Норман взмахнул кружевным манжетом, Люс ткнул коптящим факелом в пучок фитилей, и веселые огоньки, шипя и разбрасывая искорки, побежали по дубовым лафетам четырех пушек. От мощного согласного залпа из четырех стволов корабль вздрогнул всем корпусом, и лодки шечтлей закачались на волнах, стукаясь тростниковыми бортами.

— Поднимайтесь, не бойтесь! — восклицал Норман, размахивая руками. — Будем друзьями! Эрних, переводи!

Эрних перевел приглашение, и шечтли, проводив глазами последние клочья порохового дыма, стали один за другим подниматься на палубу. Последними по веревочной лестнице вскарабкались Бэрг и рысенок. Зверь уже не отходил от человека и то и дело поворачивал к нему широкоскулую морду с клиньями золотых полос на черном фоне.

По приказу Нормана Люс прикатил из каюты гардаров тяжелый бочонок рома.

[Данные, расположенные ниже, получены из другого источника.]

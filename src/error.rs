use thiserror::Error;

#[derive(Debug, Error)]
pub enum AppError {
    /// Model or scaler artifact missing, unreadable, or dimensionally inconsistent.
    #[error("Artifact load error: {0}")]
    ArtifactLoad(String),

    #[error("Unknown {field} category: {value:?}")]
    UnknownCategory { field: &'static str, value: String },

    #[error("Validation error: {field} = {value} is outside [{min}, {max}]")]
    Validation {
        field: &'static str,
        value: f64,
        min: f64,
        max: f64,
    },

    #[error("Dataset error: {0}")]
    Dataset(#[from] csv::Error),

    #[error("JSON parse error: {0}")]
    Json(#[from] serde_json::Error),

    #[error("Configuration error: {0}")]
    Config(String),

    #[error("IO error: {0}")]
    Io(#[from] std::io::Error),
}

pub type Result<T> = std::result::Result<T, AppError>;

Среди разложенных на ковре припасов появились грубые глиняные кружки, плошки, кто-то из гардаров осмелился налить и выпить зеленоватой жидкости, доставленной с берега, шечтлям плеснули рома, и они стали степенно смаковать напиток, отхлебывая его маленькими глотками.

Бэрга все это уже не занимало. Он машинально постукивал по колену сухой рыбкой и смотрел на светловолосую девушку в ветхой накидке, сплетенной из сухого, выгоревшего на многодневном солнце льна. Поймав ответный взгляд, он смущенно отвел глаза и принял из чьих-то татуированных рук глиняную плошку с темно-красной жидкостью, обжегшей его горло, как расплавленный рубин. Краем уха он слышал, как Эрних что-то говорит Норману, а тот лишь изредка перебивает его речь короткими вопросами.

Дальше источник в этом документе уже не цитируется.